At a deadlocked convention, some Democrats move to draft 36-year-old Senator Ted Kennedy as the candidate but the last Kennedy son is at this point fearful of assassination himself. Vice President Hubert Humphrey is eventually chosen as nominee but loses narrowly to JFK’s defeated 1960 opponent, Republican Richard Nixon in the November general election.
Jacqueline Kennedy horrifies many by marrying Greek shipping magnate Aristotle Onassis.
The Apollo 11 mission fulfils JFK’s 1961 pledge to land an American on the moon and return him to Earth by the end of the decade.
That very same weekend Senator Ted Kennedy – already seen as the most likely Democratic presidential nominee in 1972 – appears to crash his car at Chappaquiddick, leading to the death of a young girl Mary Jo Kopechne. The scandal and Kennedy’s unsatisfactory explanation for his behaviour (he claimed to have “repeatedly dove” to rescue her), the suspicion that he was having an affair with her or that he may have been drink driving, casts a shadow over the rest of his career. His judgement is certainly questionable, calling his lawyer immediately after the crash before calling the emergency services. He is not jailed and is re-elected to the Senate many times. But he will never become president.
Father Joseph P. Kennedy dies aged 81 (he has been unable to speak since as stroke during his son’s presidency. He has seen two of his sons assassinated, another killed in the war, a daughter lobotomised and another killed in a plane crash.

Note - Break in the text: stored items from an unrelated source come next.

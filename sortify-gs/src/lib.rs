//! sortify-gs library interface
//!
//! Genre Sorter: trains a genre classifier on a labeled audio-feature dataset
//! and sorts a user's saved tracks into genre playlists.
//!
//! Classification pipeline:
//! - [`training_table`]: raw records → feature vectors + canonical genres
//! - [`classifier`]: random forest, trained once, batch inference
//! - [`feature_extractor`]: service responses → feature vectors / track ids
//! - [`bucketer`]: track ids grouped by predicted genre
//!
//! Around it: [`dataset`] loading, the [`services`] client, playlist
//! [`router`] and the batch [`sorter`].

pub mod bucketer;
pub mod classifier;
pub mod config;
pub mod dataset;
pub mod error;
pub mod feature_extractor;
pub mod router;
pub mod services;
pub mod sorter;
pub mod training_table;
pub mod types;

use crate::config::RunConfig;
use crate::dataset::load_dataset;
use crate::router::PlaylistDirectory;
use crate::services::MusicService;
use crate::sorter::{GenreSorter, SortSummary};
use tracing::info;

pub use crate::bucketer::{bucket_by_genre, GenreBuckets};
pub use crate::classifier::{ForestParams, GenreClassifier, TrainedModel};
pub use crate::error::{GenreError, SortError, SortResult};
pub use crate::feature_extractor::{extract_feature_batch, extract_features, extract_track_ids};
pub use crate::training_table::{build_training_table, RawTrackRecord, TrainingTable};
pub use crate::types::{CanonicalGenre, FeatureVector, FEATURE_COUNT, FEATURE_NAMES};

/// Build the training table and fit a classifier on it
pub fn train_classifier(
    records: &[RawTrackRecord],
    min_tracks: usize,
    params: ForestParams,
) -> Result<GenreClassifier, GenreError> {
    let table = build_training_table(records, min_tracks)?;
    let mut classifier = GenreClassifier::new(params);
    classifier.train(&table.features, &table.labels)?;
    Ok(classifier)
}

/// One complete sorting run: load the dataset, train, then sort the
/// configured window of saved tracks
///
/// Dry runs never touch the service's playlists, not even to list them.
pub async fn sort_library<S: MusicService + ?Sized>(
    service: &S,
    run: &RunConfig,
) -> SortResult<SortSummary> {
    let records = load_dataset(&run.dataset_path)?;

    let classifier = train_classifier(&records, run.min_tracks, run.forest)?;

    let mut directory = if run.sort.dry_run {
        info!("Dry run: playlists will not be modified");
        PlaylistDirectory::new()
    } else {
        let playlists = service.list_user_playlists().await?;
        info!(count = playlists.len(), "Loaded existing playlists");
        PlaylistDirectory::from_playlists(playlists)
    };

    GenreSorter::new(service, &classifier, run.naming.clone(), run.sort.clone())
        .run(&mut directory)
        .await
}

George Wallace, pro-segregation Governor of Alabama and an old rival of the Kennedys, is shot and badly wounded by student Arthur Bremner. Bremner’s disturbed diary inspires the film Taxi Driver which itself inspires John Hinckley to shoot President Reagan in a bid to “impress” actress Jodie Foster in 1981.

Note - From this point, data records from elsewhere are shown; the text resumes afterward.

//! Common error types for Sortify

use thiserror::Error;

/// Common result type for Sortify operations
pub type Result<T> = std::result::Result<T, Error>;

/// Common error types shared by the Sortify crates
#[derive(Error, Debug)]
pub enum Error {
    /// I/O operation error (wraps std::io::Error)
    #[error("IO error: {0}")]
    Io(#[from] std::io::Error),

    /// TOML file could not be parsed
    #[error("TOML parse error: {0}")]
    TomlParse(#[from] toml::de::Error),

    /// Configuration loading or validation error
    #[error("Configuration error: {0}")]
    Config(String),

    /// Requested resource not found
    #[error("Not found: {0}")]
    NotFound(String),

    /// Invalid user input or parameter
    #[error("Invalid input: {0}")]
    InvalidInput(String),
}
//! Core types shared by the classification pipeline
//!
//! The feature order defined here is the contract between the training table
//! and inference: every [`FeatureVector`] holds the values of
//! [`FEATURE_NAMES`] in exactly this order.

use serde::{Deserialize, Serialize};

/// Audio features used for classification, in vector order
pub const FEATURE_NAMES: [&str; 10] = [
    "acousticness",
    "danceability",
    "duration_ms",
    "energy",
    "instrumentalness",
    "liveness",
    "loudness",
    "speechiness",
    "tempo",
    "valence",
];

/// Number of features in a [`FeatureVector`]
pub const FEATURE_COUNT: usize = FEATURE_NAMES.len();

/// Single-token genre label used as the classification target
pub type CanonicalGenre = String;

/// Ordered numeric audio features for one track
#[derive(Debug, Clone, PartialEq, Serialize, Deserialize)]
pub struct FeatureVector(Vec<f64>);

impl FeatureVector {
    pub fn new(values: Vec<f64>) -> Self {
        Self(values)
    }

    pub fn as_slice(&self) -> &[f64] {
        &self.0
    }

    pub fn len(&self) -> usize {
        self.0.len()
    }

    pub fn is_empty(&self) -> bool {
        self.0.is_empty()
    }

    /// Value at `index`, in [`FEATURE_NAMES`] order
    pub fn get(&self, index: usize) -> Option<f64> {
        self.0.get(index).copied()
    }

    pub fn into_inner(self) -> Vec<f64> {
        self.0
    }
}

impl From<Vec<f64>> for FeatureVector {
    fn from(values: Vec<f64>) -> Self {
        Self(values)
    }
}

impl From<[f64; FEATURE_COUNT]> for FeatureVector {
    fn from(values: [f64; FEATURE_COUNT]) -> Self {
        Self(values.to_vec())
    }
}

Ted Kennedy threatens to run for president when last minute polls suggest he could win the nomination. But he chooses not to. Senator George McGovern gets the Democratic Party nomination instead.

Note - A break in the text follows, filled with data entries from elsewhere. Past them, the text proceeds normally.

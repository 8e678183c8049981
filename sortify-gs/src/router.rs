//! Playlist routing
//!
//! Sends each genre bucket to the playlist named after the genre, creating the
//! playlist on first use. The [`PlaylistDirectory`] carries every known
//! name → id pair across batches, so a playlist created for one batch is
//! reused by the next.

use crate::bucketer::GenreBuckets;
use crate::services::{MusicService, PlaylistSummary, ServiceError};
use std::collections::HashMap;
use tracing::{debug, info};

/// How playlists are named after genres
#[derive(Debug, Clone, PartialEq, Eq)]
pub struct PlaylistNaming {
    pub suffix: String,
}

impl PlaylistNaming {
    pub fn new(suffix: impl Into<String>) -> Self {
        Self {
            suffix: suffix.into(),
        }
    }

    pub fn playlist_name(&self, genre: &str) -> String {
        format!("{}{}", genre, self.suffix)
    }
}

/// Known playlists by name, for the duration of one run
#[derive(Debug, Clone, Default)]
pub struct PlaylistDirectory {
    by_name: HashMap<String, String>,
    created: Vec<String>,
}

impl PlaylistDirectory {
    pub fn new() -> Self {
        Self::default()
    }

    /// Seed from the user's existing playlists
    ///
    /// If several playlists share a name, the last one listed wins.
    pub fn from_playlists(playlists: impl IntoIterator<Item = PlaylistSummary>) -> Self {
        let mut directory = Self::new();
        for playlist in playlists {
            if let Some(previous) = directory.by_name.insert(playlist.name.clone(), playlist.id) {
                debug!(name = %playlist.name, shadowed = %previous, "Duplicate playlist name");
            }
        }
        directory
    }

    pub fn get(&self, name: &str) -> Option<&str> {
        self.by_name.get(name).map(String::as_str)
    }

    /// Record a playlist created during this run
    pub fn insert_created(&mut self, name: String, id: String) {
        self.by_name.insert(name.clone(), id);
        self.created.push(name);
    }

    /// Names of playlists created during this run, in creation order
    pub fn created(&self) -> &[String] {
        &self.created
    }

    pub fn len(&self) -> usize {
        self.by_name.len()
    }

    pub fn is_empty(&self) -> bool {
        self.by_name.is_empty()
    }
}

/// Where one bucket went
#[derive(Debug, Clone, PartialEq, Eq)]
pub struct RoutedBucket {
    pub genre: String,
    pub playlist_name: String,
    pub playlist_id: String,
    pub tracks: usize,
    pub created: bool,
}

/// Outcome of routing one batch
#[derive(Debug, Clone, Default, PartialEq, Eq)]
pub struct RoutingReport {
    pub routed: Vec<RoutedBucket>,
}

impl RoutingReport {
    pub fn tracks_routed(&self) -> usize {
        self.routed.iter().map(|r| r.tracks).sum()
    }

    pub fn playlists_created(&self) -> impl Iterator<Item = &str> {
        self.routed
            .iter()
            .filter(|r| r.created)
            .map(|r| r.playlist_name.as_str())
    }
}

/// Add every bucket to its genre playlist, creating playlists as needed
///
/// Buckets are routed in first-occurrence order. The first service failure
/// aborts the batch.
pub async fn route_buckets<S>(
    service: &S,
    directory: &mut PlaylistDirectory,
    buckets: &GenreBuckets,
    naming: &PlaylistNaming,
) -> Result<RoutingReport, ServiceError>
where
    S: MusicService + ?Sized,
{
    let mut report = RoutingReport::default();

    for (genre, track_ids) in buckets.iter() {
        let playlist_name = naming.playlist_name(genre);

        let existing = directory.get(&playlist_name).map(str::to_string);
        let (playlist_id, created) = match existing {
            Some(id) => (id, false),
            None => {
                let id = service.create_playlist(&playlist_name).await?;
                info!(playlist = %playlist_name, id = %id, "Created playlist");
                directory.insert_created(playlist_name.clone(), id.clone());
                (id, true)
            }
        };

        service.add_items_to_playlist(&playlist_id, track_ids).await?;
        debug!(playlist = %playlist_name, tracks = track_ids.len(), "Added tracks");

        report.routed.push(RoutedBucket {
            genre: genre.to_string(),
            playlist_name,
            playlist_id,
            tracks: track_ids.len(),
            created,
        });
    }

    Ok(report)
}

Sargent Shriver, Eunice Kennedy’s husband, is picked as Senator George McGovern’s running mate after his first choice, Thomas Eagleton is forced out by revelations about his medical history.
McGovern and Shriver are defeated heavily by President Nixon who wins 49 out of 50 states.
Lyndon Johnson dies (had he ran in 1968 and ran again, his presidency would have ended just two days earlier). Unusually, as Hoover, Truman and Eisenhower all died within the last decade, there are no former US presidents alive for a period between January 1973 and August 1974.
The tenth anniversary of the JFK assassination. The US is mired in Vietnam and Watergate.
Alan J. Pakula’s film The Parallax View starring Warren Beatty focuses on assassination conspiracy theories.
President Nixon resigns over the Watergate Scandal. Gerald Ford succeeds him.
President Ford narrowly escapes two assassination attempts within the space of a fortnight. Both the assailants are women. “Squeaky” Fromme (a member of the Manson “family”) draws a gun on Ford when he attempts to shake her hand in the crowd. Sara Jane Moore fires a gun at Ford but a bystander knocked her arm causing her to miss. Both women were freed only after Ford’s death over thirty years’ later.
Aristotle Onassis dies. Although only in her forties, Jackie Onassis does not remarry again.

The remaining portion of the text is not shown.